There is an unwritten rule that Aboriginal people in Canada should not take our grievances with Canada outside of national borders. Most of us have grown up to respect the principle of “keeping it in the family,” so to speak. Voluntarily agreeing to not think and act internationally creates boundaries that restrict our own understanding of colonialism and the political mechanics that continue to undermine Aboriginal self-determination. Ignoring the suffering that colonialism brings to others will only prolong our own.

This month, I will be joining the Freedom Flotilla to Gaza, an international fleet of seven ships delivering food, construction and medical supplies to the besieged people of Palestine. I am not going as a representative of my First Nation community or any organization. This was a personal decision after discussion with and support from my family. We recognize that the people of Palestine have been subjected to colonization in the same way that Indigenous people here have lost their relationship with the land. Gaza has become an open-air prison for 1.4 million people. It is the largest “Reserve” in the world. Finding solutions and reconciliation begins by getting involved.

So why should Indigenous people in Canada bother with people in other countries? I once offered a young man in our community a copy of Steve Biko’s book, I Write What I Like. He handed it back and said, “what does a n****r in South Africa mean to me?” Biko understood a lot about Indigenous identity and how colonial States control what people think of themselves. Biko also understood how Indigenous people are forced onto reserves and come to believe that a few square kilometres are all that they will ever know of a homeland. Martin Luther King, Gandhi, Nelson Mandela, Tecumseh, Pontiac, Powasson all struggled against the effects of colonialism. Colonialism is an international scourge that has destabilized all of humanity not only our own cultures. We have much in common with people around the globe who have been displaced and written off as acceptable casualties of progress.

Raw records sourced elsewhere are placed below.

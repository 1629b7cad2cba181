/// Errors from encoding or decoding wire messages.
#[derive(Debug, thiserror::Error)]
pub enum ProtocolError {
    #[cfg(feature = "json")]
    #[error("encode failed: {0}")]
    Encode(serde_json::Error),

    #[cfg(feature = "json")]
    #[error("decode failed: {0}")]
    Decode(serde_json::Error),

    /// Parsed fine but violates a protocol rule.
    #[error("invalid message: {0}")]
    InvalidMessage(String),
}
//! Room persistence and cross-process fan-out.
//!
//! Rooms are stored as opaque byte blobs keyed by room code. The
//! [`RoomStore`] trait has two implementations: [`RedisStore`] for
//! durability across server restarts, and [`MemoryStore`] as the
//! single-process fallback when Redis is unreachable at startup.
//! [`Store`] picks between them once, at connect time.
//!
//! [`Fanout`] is the companion concern: a Redis pub/sub channel that
//! relays room broadcasts between server processes sharing one store,
//! so players connected to different processes see the same game.

mod error;
mod fanout;
mod memory;
mod redis_store;

use boardwalk_game::RoomCode;

pub use error::StoreError;
pub use fanout::{Fanout, FanoutMessage};
pub use memory::MemoryStore;
pub use redis_store::RedisStore;

/// Keyed blob storage for serialized rooms.
///
/// `Err` means the backend failed, not that the key is absent; a miss
/// is `Ok(None)`. Callers must not treat a failed save as committed.
pub trait RoomStore: Send + Sync + 'static {
    fn save(
        &self,
        code: &RoomCode,
        bytes: &[u8],
    ) -> impl std::future::Future<Output = Result<(), StoreError>> + Send;

    fn load(
        &self,
        code: &RoomCode,
    ) -> impl std::future::Future<Output = Result<Option<Vec<u8>>, StoreError>> + Send;

    fn delete(
        &self,
        code: &RoomCode,
    ) -> impl std::future::Future<Output = Result<(), StoreError>> + Send;
}

/// The store actually used by a server: Redis when available, memory
/// otherwise. The choice is made once at startup and never revisited.
pub enum Store {
    Memory(MemoryStore),
    Redis(RedisStore),
}

impl Store {
    /// Connects to Redis at `url`, falling back to an in-memory store
    /// if the URL is absent or Redis does not answer a ping in time.
    /// The fallback is logged once; rooms then live only as long as
    /// this process.
    pub async fn connect(url: Option<&str>) -> Self {
        let Some(url) = url else {
            tracing::info!("no redis url configured, using in-memory room store");
            return Self::Memory(MemoryStore::new());
        };
        match RedisStore::connect(url).await {
            Ok(store) => {
                tracing::info!("connected to redis room store");
                Self::Redis(store)
            }
            Err(err) => {
                tracing::warn!("redis unavailable ({err}), using in-memory room store");
                Self::Memory(MemoryStore::new())
            }
        }
    }

    /// Whether rooms survive a process restart.
    pub fn is_durable(&self) -> bool {
        matches!(self, Self::Redis(_))
    }
}

impl RoomStore for Store {
    async fn save(&self, code: &RoomCode, bytes: &[u8]) -> Result<(), StoreError> {
        match self {
            Self::Memory(s) => s.save(code, bytes).await,
            Self::Redis(s) => s.save(code, bytes).await,
        }
    }

    async fn load(&self, code: &RoomCode) -> Result<Option<Vec<u8>>, StoreError> {
        match self {
            Self::Memory(s) => s.load(code).await,
            Self::Redis(s) => s.load(code).await,
        }
    }

    async fn delete(&self, code: &RoomCode) -> Result<(), StoreError> {
        match self {
            Self::Memory(s) => s.delete(code).await,
            Self::Redis(s) => s.delete(code).await,
        }
    }
}
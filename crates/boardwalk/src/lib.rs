//! # Boardwalk
//!
//! Server-authoritative multiplayer property-trading game over
//! WebSockets. Clients send intents; the server validates them against
//! the rules in `boardwalk-game`, persists every accepted transition
//! through `boardwalk-engine` and `boardwalk-store`, and broadcasts the
//! resulting room snapshot to all connected players.
//!
//! ## Quick start
//!
//! ```rust,no_run
//! # async fn run() -> Result<(), boardwalk::BoardwalkError> {
//! boardwalk::init_tracing();
//! let server = boardwalk::BoardwalkServer::builder()
//!     .bind("0.0.0.0:8080")
//!     .redis_url(std::env::var("REDIS_URL").ok())
//!     .build()
//!     .await?;
//! server.run().await
//! # }
//! ```

mod error;
mod handler;
mod registry;
mod server;

pub use error::BoardwalkError;
pub use server::{init_tracing, BoardwalkServer, BoardwalkServerBuilder};
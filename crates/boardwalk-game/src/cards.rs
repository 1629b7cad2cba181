//! Chance and community-chest card decks.
//!
//! A deck is a consumable ordering over a fixed multiset: cards are
//! drawn without replacement, and when a deck runs dry the room deals
//! itself a freshly shuffled full set. Card values persist; card
//! identity does not.

use rand::seq::SliceRandom;
use rand::Rng;
use serde::{Deserialize, Serialize};

/// What a card does when drawn. Effects are applied server-side.
#[derive(Debug, Clone, Copy, PartialEq, Eq, Serialize, Deserialize)]
#[serde(rename_all = "snake_case")]
pub enum CardEffect {
    AdvanceToGo,
    GoToJail,
    Receive,
    Pay,
    GetOutOfJailFree,
}

/// One card: display text plus its server-side effect.
#[derive(Debug, Clone, PartialEq, Serialize, Deserialize)]
pub struct Card {
    pub id: String,
    pub text: String,
    pub effect: CardEffect,
    #[serde(default, skip_serializing_if = "Option::is_none")]
    pub amount: Option<i64>,
}

fn card(id: &str, text: &str, effect: CardEffect, amount: Option<i64>) -> Card {
    Card {
        id: id.to_string(),
        text: text.to_string(),
        effect,
        amount,
    }
}

/// The full chance deck, in definition order.
pub fn chance_cards() -> Vec<Card> {
    use CardEffect::*;
    vec![
        card("ch1", "Advance to Go. Collect $200.", AdvanceToGo, None),
        card("ch2", "Bank pays you dividend of $200.", Receive, Some(200)),
        card("ch3", "Go to Jail. Do not pass Go.", GoToJail, None),
        card("ch4", "Pay poor tax of $100.", Pay, Some(100)),
        card(
            "ch5",
            "You have won a crossword competition. Collect $100.",
            Receive,
            Some(100),
        ),
        card(
            "ch6",
            "Get out of Jail Free (hold until needed).",
            GetOutOfJailFree,
            None,
        ),
    ]
}

/// The full community-chest deck, in definition order.
pub fn community_chest_cards() -> Vec<Card> {
    use CardEffect::*;
    vec![
        card("cc1", "Advance to Go. Collect $200.", AdvanceToGo, None),
        card("cc2", "Bank error in your favor. Collect $200.", Receive, Some(200)),
        card("cc3", "Go to Jail. Do not pass Go.", GoToJail, None),
        card("cc4", "Doctor's fees. Pay $100.", Pay, Some(100)),
        card("cc5", "From sale of stock you get $50.", Receive, Some(50)),
        card("cc6", "Holiday fund matures. Receive $100.", Receive, Some(100)),
    ]
}

/// Returns a uniformly shuffled copy of `cards`. The input is not mutated.
pub fn shuffle(cards: &[Card], rng: &mut impl Rng) -> Vec<Card> {
    let mut deck = cards.to_vec();
    deck.shuffle(rng);
    deck
}

/// Removes and returns one uniformly random card, or `None` if the deck
/// is empty. The caller is responsible for reshuffling a fresh full deck
/// before the next draw.
pub fn draw(deck: &mut Vec<Card>, rng: &mut impl Rng) -> Option<Card> {
    if deck.is_empty() {
        return None;
    }
    let idx = rng.random_range(0..deck.len());
    Some(deck.swap_remove(idx))
}

#[cfg(test)]
mod tests {
    use super::*;
    use rand::rngs::StdRng;
    use rand::SeedableRng;

    fn sorted_ids(cards: &[Card]) -> Vec<&str> {
        let mut ids: Vec<&str> = cards.iter().map(|c| c.id.as_str()).collect();
        ids.sort_unstable();
        ids
    }

    #[test]
    fn test_shuffle_preserves_multiset() {
        let mut rng = StdRng::seed_from_u64(3);
        let original = chance_cards();
        let shuffled = shuffle(&original, &mut rng);
        assert_eq!(sorted_ids(&original), sorted_ids(&shuffled));
        // Input untouched.
        assert_eq!(original, chance_cards());
    }

    #[test]
    fn test_draw_without_replacement_exhausts_deck() {
        let mut rng = StdRng::seed_from_u64(11);
        let mut deck = shuffle(&community_chest_cards(), &mut rng);
        let mut seen = Vec::new();
        while let Some(card) = draw(&mut deck, &mut rng) {
            seen.push(card);
        }
        // Every card drawn exactly once before the deck empties.
        assert_eq!(sorted_ids(&seen), sorted_ids(&community_chest_cards()));
        assert!(deck.is_empty());
    }

    #[test]
    fn test_draw_from_empty_deck_returns_none() {
        let mut rng = StdRng::seed_from_u64(0);
        let mut deck = Vec::new();
        assert_eq!(draw(&mut deck, &mut rng), None);
    }
}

The United Nations has declared Israel’s blockade of the Palestinian port at Gaza to be illegal. But, still, Canada and other developed nations continue to turn a blind eye to Israel’s military control and the suffering of the ordinary people of Gaza. Foreign Affairs Minister John Baird has called the Freedom Flotilla “provocative.” While the effort to bring humanitarian aid is essential, the political effort of challenging the criminal isolation of 1.4 million people is just as important. If our ancestors and their supporters had not challenged residential schools, the theft of traditional territory and resources, and sought meaningful relationships through treaty we would not have survived to be Anishnabeg today. Many communities are still overrun by extractive industries or positioned as impoverished resource warehouses of this country. We need to think and act beyond the scope of government policy initiatives because Canadian international actions toward indigenous people elsewhere are instilled with the same racist and privileged ideologies that are expressed at home. Surely there is a better way to make a living in this world.

Those of us who have chosen to board the Canadian Boat in the Freedom Flotilla expect to succeed. We will either succeed by bringing much needed medical supplies to civil society groups in Gaza or we will succeed in bringing worldwide attention to the cruelty of colonialism. All of us accept that this is a dangerous voyage and have agreed to be non-violent in words and action. This is not about condemning one side or the other, or supporting one political group over another. It is about providing aid and challenging a corrupt and inhumane practice. Even though the Canadian Boat will be fully inspected by a neutral third party there is a real potential that we will come under attack. My hope is that you will think beyond the confines of our own colonial cage and counsel the Canadian government to ask for restraint, acceptance and peace from the Israeli government. Think of joining with thoughtful human beings around the world who would rather share this beautiful creation than destroy it with war and exploitation. I am happy to be an Indigenous presence on this voyage.

Robert Lovelace is an adjunct lecturer at Queen’s University in the Department of Global Development Studies. His academic interests include Indigenous Studies, Sustainable Development and Aboriginal education. Robert is also an activist in anti-colonial struggles. In 2008, Robert spent 3 ½ months as a political prisoner for his part in defending the Ardoch Algonquin First Nation homeland from uranium exploration and mining. Robert is a retired chief of the Ardoch Algonquin First Nation. He lives in the Algonquin highlands at Eel Lake in the traditional Ardoch territory.